Citizens are told that the country faces a revenue emergency. Businesses are subjected to increasing compliance burdens. Salaried individuals face expanding withholding regimes. Petroleum levies continue rising. Borrowing persists. At the same time, a substantial hidden budget remains embedded within the fiscal structure.
This is not merely a financial issue. It is a developmental issue. Every concession lacking economic justification represents schools not built, hospitals not equipped, water systems not modernised and infrastructure projects not completed. The consequences are ultimately borne by society as a whole.

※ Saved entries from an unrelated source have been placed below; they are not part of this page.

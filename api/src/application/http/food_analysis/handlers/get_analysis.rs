use axum::extract::{Path, State, rejection::PathRejection};
use nutrilens_core::domain::{
    common::entities::app_errors::CoreError,
    food_analysis::{entities::AnalysisRecord, ports::FoodAnalysisService},
};
use serde::{Deserialize, Serialize};
use utoipa::ToSchema;
use uuid::Uuid;

use crate::application::http::server::{
    api_entities::{
        api_error::{ApiError, ApiErrorResponse},
        response::Response,
    },
    app_state::AppState,
};

#[derive(Debug, Serialize, Deserialize, ToSchema, PartialEq)]
pub struct GetAnalysisResponse {
    pub data: AnalysisRecord,
}

#[utoipa::path(
    get,
    path = "/{analysis_id}",
    tag = "food-analysis",
    summary = "Get analysis",
    params(
        ("analysis_id" = Uuid, Path, description = "Analysis ID"),
    ),
    responses(
        (status = 200, body = GetAnalysisResponse),
        (status = 400, body = ApiErrorResponse),
        (status = 404, body = ApiErrorResponse),
    ),
)]
pub async fn get_analysis(
    analysis_id: Result<Path<Uuid>, PathRejection>,
    State(state): State<AppState>,
) -> Result<Response<GetAnalysisResponse>, ApiError> {
    let Path(analysis_id) = analysis_id?;
    let record = state
        .service
        .get_analysis(analysis_id)
        .await
        .map_err(|e| match e {
            CoreError::NotFound => {
                ApiError::NotFound("Analysis not found".to_string())
            }
            other => ApiError::from(other),
        })?;

    Ok(Response::OK(GetAnalysisResponse { data: record }))
}
use std::future::Future;

use crate::domain::{common::entities::app_errors::CoreError, health::entities::ReadinessStatus};

pub trait HealthCheckService: Send + Sync {
    fn readiness(&self) -> impl Future<Output = Result<ReadinessStatus, CoreError>> + Send;
}
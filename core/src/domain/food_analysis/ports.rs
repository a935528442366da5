use std::future::Future;

use uuid::Uuid;

use crate::domain::{
    common::entities::app_errors::CoreError,
    food_analysis::{
        entities::{AnalysisOutcome, AnalysisRecord},
        value_objects::{AnalyzeFoodInput, GetAnalysisHistoryFilter},
    },
};

pub trait FoodAnalysisService: Send + Sync {
    fn analyze_food(
        &self,
        input: AnalyzeFoodInput,
    ) -> impl Future<Output = Result<AnalysisOutcome, CoreError>> + Send;

    fn get_analysis_history(
        &self,
        filter: GetAnalysisHistoryFilter,
    ) -> impl Future<Output = Result<Vec<AnalysisRecord>, CoreError>> + Send;

    fn get_analysis(
        &self,
        analysis_id: Uuid,
    ) -> impl Future<Output = Result<AnalysisRecord, CoreError>> + Send;

    /// Removes every record and its stored image. Returns how many were removed.
    fn clear_analysis_history(&self) -> impl Future<Output = Result<usize, CoreError>> + Send;
}

/// Bounded, most-recent-first analysis history.
pub trait HistoryRepository: Send + Sync {
    /// Inserts at the head and returns the records evicted from the tail.
    fn append(
        &self,
        record: AnalysisRecord,
    ) -> impl Future<Output = Result<Vec<AnalysisRecord>, CoreError>> + Send;

    fn list(&self) -> impl Future<Output = Result<Vec<AnalysisRecord>, CoreError>> + Send;

    fn get(
        &self,
        id: Uuid,
    ) -> impl Future<Output = Result<Option<AnalysisRecord>, CoreError>> + Send;

    /// Removes all records and returns them.
    fn clear(&self) -> impl Future<Output = Result<Vec<AnalysisRecord>, CoreError>> + Send;

    fn count(&self) -> impl Future<Output = Result<usize, CoreError>> + Send;
}
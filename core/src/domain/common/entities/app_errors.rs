use thiserror::Error;

#[derive(Debug, Clone, PartialEq, Eq, Error)]
pub enum CoreError {
    #[error("Invalid image: {0}")]
    InvalidImage(String),

    #[error("Model unavailable: {0}")]
    ModelUnavailable(String),

    #[error("Invalid portion: {0}% is outside 25..=200")]
    InvalidPortion(u32),

    #[error("Persistence error: {0}")]
    PersistenceError(String),

    #[error("Not found")]
    NotFound,

    #[error("Already exists")]
    AlreadyExists,

    #[error("Invalid input: {0}")]
    Invalid(String),

    #[error("Internal error: {0}")]
    Internal(String),
}
use chrono::{DateTime, Utc};
use serde::{Deserialize, Serialize};
use utoipa::ToSchema;
use uuid::Uuid;

use crate::domain::common::{generate_timestamp, generate_uuid_v7};

#[derive(Debug, Clone, PartialEq, Eq, Serialize, Deserialize, ToSchema)]
pub struct UserProfile {
    pub id: Uuid,
    pub name: String,
    /// Unique key, compared case-insensitively.
    pub email: String,
    pub age: u32,
    pub gender: String,
    /// Comma-separated allergen list as entered by the user.
    pub allergies: String,
    pub medications: String,
    pub created_at: DateTime<Utc>,
}

impl UserProfile {
    pub fn new(
        name: String,
        email: String,
        age: u32,
        gender: String,
        allergies: String,
        medications: String,
    ) -> Self {
        let (now, _) = generate_timestamp();

        Self {
            id: generate_uuid_v7(),
            name,
            email,
            age,
            gender,
            allergies,
            medications,
            created_at: now,
        }
    }

    pub fn has_email(&self, email: &str) -> bool {
        self.email.eq_ignore_ascii_case(email.trim())
    }
}
use bytes::Bytes;
use chrono::{DateTime, Utc};

use crate::domain::{
    classification::entities::ClassificationResult,
    nutrition::{NutritionEstimate, PortionScale},
    user_profile::entities::UserProfile,
};

#[derive(Debug, Clone)]
pub struct AnalyzeFoodInput {
    pub image_data: Bytes,
    pub portion_pct: u32,
    pub profile: UserProfile,
    pub save_to_history: bool,
}

#[derive(Debug, Clone, Default)]
pub struct GetAnalysisHistoryFilter {
    /// Only records created by this profile name (case-insensitive).
    pub user: Option<String>,
    pub offset: Option<usize>,
    pub limit: Option<usize>,
}

/// Everything the pipeline computed before the record is assembled.
#[derive(Debug, Clone)]
pub struct AnalysisFindings {
    pub user: String,
    pub classification: ClassificationResult,
    pub nutrition: NutritionEstimate,
    pub portion: PortionScale,
    pub allergy_detected: Vec<String>,
    pub timestamp: DateTime<Utc>,
}
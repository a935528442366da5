#[derive(Debug, Clone)]
pub struct CreateUserProfileInput {
    pub name: String,
    pub email: String,
    pub age: u32,
    pub gender: String,
    pub allergies: String,
    pub medications: String,
}
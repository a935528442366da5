use axum::{
    Json,
    http::StatusCode,
    response::{IntoResponse, Response as AxumResponse},
};
use serde::Serialize;

/// Successful response with its status code.
#[derive(Debug, Clone, PartialEq)]
pub enum Response<T: Serialize> {
    OK(T),
    Created(T),
}

impl<T: Serialize> IntoResponse for Response<T> {
    fn into_response(self) -> AxumResponse {
        match self {
            Response::OK(body) => (StatusCode::OK, Json(body)).into_response(),
            Response::Created(body) => (StatusCode::CREATED, Json(body)).into_response(),
        }
    }
}
pub mod composer;
pub mod entities;
pub mod ports;
pub mod services;
pub mod value_objects;
use std::future::Future;

use crate::domain::{
    common::entities::app_errors::CoreError,
    user_profile::{entities::UserProfile, value_objects::CreateUserProfileInput},
};

pub trait UserProfileService: Send + Sync {
    fn register_profile(
        &self,
        input: CreateUserProfileInput,
    ) -> impl Future<Output = Result<UserProfile, CoreError>> + Send;

    fn get_profile(
        &self,
        email: String,
    ) -> impl Future<Output = Result<UserProfile, CoreError>> + Send;
}

pub trait UserProfileRepository: Send + Sync {
    /// Stores a new profile. Fails with `AlreadyExists` when the email is taken.
    fn create(
        &self,
        profile: UserProfile,
    ) -> impl Future<Output = Result<UserProfile, CoreError>> + Send;

    fn get_by_email(
        &self,
        email: &str,
    ) -> impl Future<Output = Result<Option<UserProfile>, CoreError>> + Send;
}
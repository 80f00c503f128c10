//! Native artifact activation.
//!
//! Activation opens the shared library, resolves [`PLUGIN_SYMBOL`], checks the
//! declaration header and asks the declaration for its model handle. The whole
//! sequence runs under [`LOAD_LOCK`]. Opened libraries are pushed onto the
//! list the lock guards and are never closed, so every handle a plugin hands
//! out stays valid for the life of the process.

use std::path::Path;
use std::sync::Mutex;

use config_model_core::plugin::{
    ConfigModel, ModelPlugin, PLUGIN_ABI_VERSION, PLUGIN_MAGIC, PLUGIN_SYMBOL, RUSTC_VERSION,
};
use libloading::Library;

use crate::error::RepositoryError;

/// Serializes native loads and keeps every opened library alive.
static LOAD_LOCK: Mutex<Vec<Library>> = Mutex::new(Vec::new());

/// Turns an artifact path into a model handle.
pub trait Loader {
    fn activate(&self, path: &Path) -> Result<Box<dyn ConfigModel>, RepositoryError>;
}

/// Loads artifacts into the current process with the platform dynamic loader.
#[derive(Debug, Default, Clone, Copy)]
pub struct NativeLoader;

impl Loader for NativeLoader {
    fn activate(&self, path: &Path) -> Result<Box<dyn ConfigModel>, RepositoryError> {
        if !path.is_file() {
            return Err(RepositoryError::Load {
                path: path.to_path_buf(),
                reason: "no such file".to_string(),
            });
        }

        let mut libraries = LOAD_LOCK.lock().unwrap_or_else(|e| e.into_inner());
        tracing::debug!(path = %path.display(), "opening model artifact");

        // SAFETY: running library initializers is inherent to loading a
        // plugin; artifacts are produced by the plugin compiler.
        let library = unsafe { Library::new(path) }.map_err(|e| RepositoryError::Load {
            path: path.to_path_buf(),
            reason: e.to_string(),
        })?;

        // SAFETY: the symbol is declared as `static MODEL_PLUGIN: ModelPlugin`,
        // so its address is a `*const ModelPlugin`.
        let declaration: *const ModelPlugin =
            match unsafe { library.get::<*const ModelPlugin>(PLUGIN_SYMBOL.as_bytes()) } {
                Ok(symbol) => *symbol,
                Err(_) => {
                    return Err(RepositoryError::SymbolNotFound {
                        path: path.to_path_buf(),
                        symbol: PLUGIN_SYMBOL.to_string(),
                    })
                }
            };
        if declaration.is_null() {
            return Err(RepositoryError::SymbolNotFound {
                path: path.to_path_buf(),
                symbol: PLUGIN_SYMBOL.to_string(),
            });
        }

        // SAFETY: non-null and backed by `library`, which is kept alive below.
        let declaration = unsafe { &*declaration };
        verify_declaration(path, declaration)?;

        let model = declaration.model();
        libraries.push(library);
        let info = model.info();
        tracing::info!(model = %info.name, version = %info.version, "activated {}", path.display());
        Ok(model)
    }
}

/// Check the `#[repr(C)]` header of an exported declaration.
///
/// A foreign magic number or ABI version means the symbol is not a model
/// plugin declaration at all. A different toolchain means the trait objects
/// behind `model` cannot be trusted, which is reported as a load failure.
pub fn verify_declaration(path: &Path, declaration: &ModelPlugin) -> Result<(), RepositoryError> {
    if declaration.magic != PLUGIN_MAGIC {
        return Err(RepositoryError::InvalidContract {
            path: path.to_path_buf(),
            reason: format!("unexpected magic {:#x}", declaration.magic),
        });
    }
    if declaration.abi_version != PLUGIN_ABI_VERSION {
        return Err(RepositoryError::InvalidContract {
            path: path.to_path_buf(),
            reason: format!(
                "ABI version {} (expected {PLUGIN_ABI_VERSION})",
                declaration.abi_version
            ),
        });
    }
    if declaration.toolchain() != RUSTC_VERSION {
        return Err(RepositoryError::Load {
            path: path.to_path_buf(),
            reason: format!(
                "built with incompatible toolchain '{}' (host: '{RUSTC_VERSION}')",
                declaration.toolchain()
            ),
        });
    }
    Ok(())
}
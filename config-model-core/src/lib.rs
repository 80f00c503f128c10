//! config-model core library: descriptors, naming, plugin contract, errors.
//!
//! - [`types`]: model, module and artifact descriptors plus compiler settings
//! - [`naming`]: pure path derivation shared by compiler and repository
//! - [`plugin`]: the exported-symbol contract every artifact satisfies
//! - [`error`]: [`DescriptorError`] and [`ModelError`]

pub mod error;
pub mod naming;
pub mod plugin;
pub mod types;

pub use error::{DescriptorError, ModelError};
pub use plugin::{ConfigModel, ConfigRoot, ModelInfo, ModelPlugin, ModuleInfo, Unmarshaller, Validate, Validator};
pub use types::{
    ArtifactDescriptor, CompilationSettings, CopyPolicy, Mode, ModelDescriptor, ModuleDescriptor,
    ModuleKey, Name, Version,
};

The debt trap examined in earlier articles did not emerge solely because governments spent excessively. It also emerged because governments repeatedly postponed difficult choices. Instead of reviewing privileges, they expanded borrowing. Instead of broadening taxation through rational reform, they intensified extraction from already documented sectors. Instead of confronting structural weaknesses, they relied on optimistic projections and temporary fixes. The result is a fiscal system that increasingly measures success by targets announced rather than outcomes achieved.
A sustainable fiscal framework requires a different approach. Revenue targets must be realistic. Tax expenditures must be transparent and periodically reviewed. Privileges must be justified through measurable economic benefits. Development spending must be treated as investment rather than residual expenditure.
Most importantly, fiscal policy must abandon the illusion that a nation can indefinitely compensate for structural weaknesses through higher taxes, larger levies and additional borrowing. The numbers tell a different story. Pakistan’s crisis is not simply a shortage of revenue. It is a crisis of fiscal design.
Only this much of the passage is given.